Anyway, in an attempt to cleanse my brain of the new lesions afflicted upon it, I watched Moon, created by Duncan Jones, son of David Jones (he goes by David Bowie I hear), and staring Sam Rockwell.  I had heard good things about this movie, and someone thought it was a good idea to ruin the big plot point for me.  I will attempt to not do the same.

Moon

250,000 Miles from home, the hardest thing to face is yourself.

The story opens with Sam Bell (Rockwell) as a sole miner on a Helium 3 mine on the Moon, who for company has the robot GURDY (voice of Kevin Spacy).  The H3 is used for clean fusion energy back on earth and in the opening sequence we learn that it has solved all of mankind’s problems.  Or something like that, the baby was crying by this point.  Oh well for quiet morning.

Anyway, he fell back to sleep, and the movie began again.  Its the last two weeks of this lonely miners 3yr contract, and all he wants is his wife and daughter.  It appears that his mind is slipping, and he seems to hallucinate in his sterile white bunker.

One of these hallucinations happens while out on a rover to collect H3 from the mining drones, and he crashes.   Sam awakes in the infirmary and is told of the accident, however he does not recall it.  Things become suspicious and Sam arranges to sneak back out to the site of the crash, only to find himself in the rover, badly injured.

As Roger Ebert put it “The movie is really all about ideas.
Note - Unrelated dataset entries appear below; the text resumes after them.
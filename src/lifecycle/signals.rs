//! OS signal handling.
//!
//! SIGINT (Ctrl-C) and, on Unix, SIGTERM both resolve to a shutdown.

use crate::lifecycle::Shutdown;

/// Wait for a termination signal.
pub async fn wait_for_termination() {
    let ctrl_c = async {
        if let Err(e) = tokio::signal::ctrl_c().await {
            tracing::error!(error = %e, "Failed to listen for Ctrl-C");
            std::future::pending::<()>().await;
        }
    };

    #[cfg(unix)]
    let terminate = async {
        match tokio::signal::unix::signal(tokio::signal::unix::SignalKind::terminate()) {
            Ok(mut signal) => {
                signal.recv().await;
            }
            Err(e) => {
                tracing::error!(error = %e, "Failed to listen for SIGTERM");
                std::future::pending::<()>().await;
            }
        }
    };

    #[cfg(not(unix))]
    let terminate = std::future::pending::<()>();

    tokio::select! {
        _ = ctrl_c => tracing::info!("Received SIGINT"),
        _ = terminate => tracing::info!("Received SIGTERM"),
    }
}

/// Spawn a task that triggers `shutdown` on the first termination signal.
pub fn spawn_signal_handler(shutdown: Shutdown) -> tokio::task::JoinHandle<()> {
    tokio::spawn(async move {
        wait_for_termination().await;
        shutdown.trigger();
    })
}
It only seems to be about emotions. How real are our emotions, anyway? How real are we? Someday I will die. This laptop I’m using is patient and can wait.”.

Moon is a study in what we believe is self, and what self truly matters.  Rockwell is brilliant as Sam Bell, twice.  He spends the entire film speaking to himself, literally.

I recommend this as a lazy morning film, there is no action, very little real tension, but it will keep your attention and make you think.  I like thinking with coffee.